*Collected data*

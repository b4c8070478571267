//! In-memory host doubles for unit tests: a kinematic body over flat ground,
//! a named-attachment rig and a recording transport.

use crate::host::{
    AttachmentProvider, GroundProbe, MeshKind, NetworkTransport, ProbeHit, ProbeQuery,
    VehicleBody, WheelMeshRig,
};
use crate::math::{Quat, Transform, Vec3};
use crate::snapshot::VehiclePhysicsState;
use nalgebra::Translation3;
use std::collections::HashMap;

pub fn approx(a: f32, b: f32, eps: f32) -> bool {
    (a - b).abs() <= eps
}

pub fn at(location: Vec3) -> Transform {
    Transform::from_parts(Translation3::from(location), Quat::identity())
}

#[derive(Debug, Clone)]
pub struct FakeBody {
    pub exists: bool,
    pub transform: Transform,
    pub linear_velocity: Vec3,
    pub angular_velocity_deg: Vec3,
    pub mass: f32,
    pub simulating: bool,
    pub gravity_enabled: bool,
    pub gravity_z: f32,
    /// Height of the infinite flat ground, `None` for no ground at all.
    pub ground_z: Option<f32>,
    /// Shifts reported contact points, for off-axis sphere hits.
    pub contact_offset: Vec3,
    pub forces: Vec<(Vec3, Option<Vec3>)>,
    pub torques: Vec<Vec3>,
}

impl Default for FakeBody {
    fn default() -> Self {
        Self {
            exists: true,
            transform: Transform::identity(),
            linear_velocity: Vec3::zeros(),
            angular_velocity_deg: Vec3::zeros(),
            mass: 1000.0,
            simulating: true,
            gravity_enabled: true,
            gravity_z: -980.0,
            ground_z: None,
            contact_offset: Vec3::zeros(),
            forces: Vec::new(),
            torques: Vec::new(),
        }
    }
}

impl FakeBody {
    pub fn on_ground(height: f32) -> Self {
        Self {
            transform: at(Vec3::new(0.0, 0.0, height)),
            ground_z: Some(0.0),
            ..Default::default()
        }
    }

    pub fn total_force(&self) -> Vec3 {
        self.forces.iter().fold(Vec3::zeros(), |acc, (f, _)| acc + f)
    }

    /// Moves the body by its velocity and drops recorded forces.
    pub fn step(&mut self, dt: f32) {
        self.transform.translation.vector += self.linear_velocity * dt;
        self.forces.clear();
        self.torques.clear();
    }
}

impl VehicleBody for FakeBody {
    fn has_body(&self) -> bool {
        self.exists
    }
    fn transform(&self) -> Transform {
        self.transform
    }
    fn set_location(&mut self, location: Vec3) {
        self.transform.translation = Translation3::from(location);
    }
    fn set_rotation(&mut self, rotation: Quat) {
        self.transform.rotation = rotation;
    }
    fn linear_velocity(&self) -> Vec3 {
        self.linear_velocity
    }
    fn set_linear_velocity(&mut self, velocity: Vec3) {
        self.linear_velocity = velocity;
    }
    fn angular_velocity_deg(&self) -> Vec3 {
        self.angular_velocity_deg
    }
    fn set_angular_velocity_deg(&mut self, velocity: Vec3) {
        self.angular_velocity_deg = velocity;
    }
    fn center_of_mass(&self) -> Vec3 {
        self.transform.translation.vector
    }
    fn add_force(&mut self, force: Vec3) {
        self.forces.push((force, None));
    }
    fn add_force_at_point(&mut self, force: Vec3, point: Vec3) {
        self.forces.push((force, Some(point)));
    }
    fn add_torque(&mut self, torque: Vec3) {
        self.torques.push(torque);
    }
    fn mass(&self) -> f32 {
        self.mass
    }
    fn is_simulating(&self) -> bool {
        self.simulating
    }
    fn set_simulating(&mut self, simulating: bool) {
        self.simulating = simulating;
    }
    fn set_gravity_enabled(&mut self, enabled: bool) {
        self.gravity_enabled = enabled;
    }
    fn world_gravity_z(&self) -> f32 {
        self.gravity_z
    }
}

impl GroundProbe for FakeBody {
    fn cast(&self, query: &ProbeQuery) -> Option<ProbeHit> {
        let ground = self.ground_z?;
        let delta = query.end - query.start;
        let length = delta.norm();
        let dir = delta.try_normalize(1.0e-6)?;
        if dir.z >= 0.0 {
            return None;
        }

        // travel until the cast shape touches z = ground
        let contact_z = ground + query.radius;
        let travel = ((query.start.z - contact_z) / -dir.z).max(0.0);
        if travel > length {
            return None;
        }

        let center = query.start + dir * travel;
        Some(ProbeHit {
            distance: travel,
            point: Vec3::new(center.x, center.y, ground) + self.contact_offset,
            normal: Vec3::z(),
        })
    }
}

#[derive(Debug, Clone)]
pub struct FakeRig {
    pub kind: MeshKind,
    pub attachments: HashMap<String, Transform>,
    pub bones_world: HashMap<String, Transform>,
    pub visual_world: Option<Transform>,
    pub wheel_meshes: HashMap<String, Transform>,
    pub visual_rotation: Quat,
}

impl FakeRig {
    pub fn new(kind: MeshKind) -> Self {
        Self {
            kind,
            attachments: HashMap::new(),
            bones_world: HashMap::new(),
            visual_world: Some(Transform::identity()),
            wheel_meshes: HashMap::new(),
            visual_rotation: Quat::identity(),
        }
    }

    pub fn with_attachment(mut self, name: &str, location: Vec3) -> Self {
        self.attachments.insert(name.to_string(), at(location));
        self
    }

    pub fn with_wheel_mesh(mut self, socket: &str, location: Vec3) -> Self {
        self.wheel_meshes.insert(socket.to_string(), at(location));
        self
    }
}

impl AttachmentProvider for FakeRig {
    fn mesh_kind(&self) -> MeshKind {
        self.kind
    }
    fn attachment_local_transform(&self, name: &str) -> Option<Transform> {
        self.attachments.get(name).copied()
    }
    fn bone_world_transform(&self, name: &str) -> Option<Transform> {
        self.bones_world.get(name).copied()
    }
    fn visual_mesh_world_transform(&self) -> Option<Transform> {
        self.visual_world
    }
}

impl WheelMeshRig for FakeRig {
    fn wheel_relative_transform(&self, socket: &str) -> Option<Transform> {
        self.wheel_meshes.get(socket).copied()
    }
    fn set_wheel_relative_transform(&mut self, socket: &str, transform: Transform) {
        self.wheel_meshes.insert(socket.to_string(), transform);
    }
    fn set_visual_relative_rotation(&mut self, rotation: Quat) {
        self.visual_rotation = rotation;
    }
}

#[derive(Debug, Clone, Default)]
pub struct RecordingNet {
    pub half_rtt: f64,
    pub owner_half_rtt: f64,
    pub sent_to_server: Vec<VehiclePhysicsState>,
    pub replicated: Vec<VehiclePhysicsState>,
    pub teleports_to_server: Vec<(Vec3, Quat)>,
    pub multicast_teleports: Vec<(Vec3, Quat)>,
}

impl NetworkTransport for RecordingNet {
    fn send_state_to_server(&mut self, state: &VehiclePhysicsState) {
        self.sent_to_server.push(*state);
    }
    fn replicate_state(&mut self, state: &VehiclePhysicsState) {
        self.replicated.push(*state);
    }
    fn send_teleport_to_server(&mut self, location: Vec3, rotation: Quat) {
        self.teleports_to_server.push((location, rotation));
    }
    fn multicast_teleport(&mut self, location: Vec3, rotation: Quat) {
        self.multicast_teleports.push((location, rotation));
    }
    fn half_rtt(&self) -> f64 {
        self.half_rtt
    }
    fn owner_half_rtt(&self) -> f64 {
        self.owner_half_rtt
    }
}

/// Skeletal rig carrying the sport car's four wheel bones.
pub fn sport_car_rig() -> FakeRig {
    crate::presets::sport_car_preset()
        .attachments
        .iter()
        .fold(FakeRig::new(MeshKind::Skeletal), |rig, (name, location)| {
            rig.with_attachment(name, *location)
        })
}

*What is being asked*
What you give back should be only the lines of the records above, starting at the line with "self.gravity_enabled = enabled;" and ending at the line with "impl AttachmentProvider for", restated word for word.

*Response to the task*
        self.gravity_enabled = enabled;
    }
    fn world_gravity_z(&self) -> f32 {
        self.gravity_z
    }
}

impl GroundProbe for FakeBody {
    fn cast(&self, query: &ProbeQuery) -> Option<ProbeHit> {
        let ground = self.ground_z?;
        let delta = query.end - query.start;
        let length = delta.norm();
        let dir = delta.try_normalize(1.0e-6)?;
        if dir.z >= 0.0 {
            return None;
        }

        // travel until the cast shape touches z = ground
        let contact_z = ground + query.radius;
        let travel = ((query.start.z - contact_z) / -dir.z).max(0.0);
        if travel > length {
            return None;
        }

        let center = query.start + dir * travel;
        Some(ProbeHit {
            distance: travel,
            point: Vec3::new(center.x, center.y, ground) + self.contact_offset,
            normal: Vec3::z(),
        })
    }
}

#[derive(Debug, Clone)]
pub struct FakeRig {
    pub kind: MeshKind,
    pub attachments: HashMap<String, Transform>,
    pub bones_world: HashMap<String, Transform>,
    pub visual_world: Option<Transform>,
    pub wheel_meshes: HashMap<String, Transform>,
    pub visual_rotation: Quat,
}

impl FakeRig {
    pub fn new(kind: MeshKind) -> Self {
        Self {
            kind,
            attachments: HashMap::new(),
            bones_world: HashMap::new(),
            visual_world: Some(Transform::identity()),
            wheel_meshes: HashMap::new(),
            visual_rotation: Quat::identity(),
        }
    }

    pub fn with_attachment(mut self, name: &str, location: Vec3) -> Self {
        self.attachments.insert(name.to_string(), at(location));
        self
    }

    pub fn with_wheel_mesh(mut self, socket: &str, location: Vec3) -> Self {
        self.wheel_meshes.insert(socket.to_string(), at(location));
        self
    }
}

impl AttachmentProvider for FakeRig {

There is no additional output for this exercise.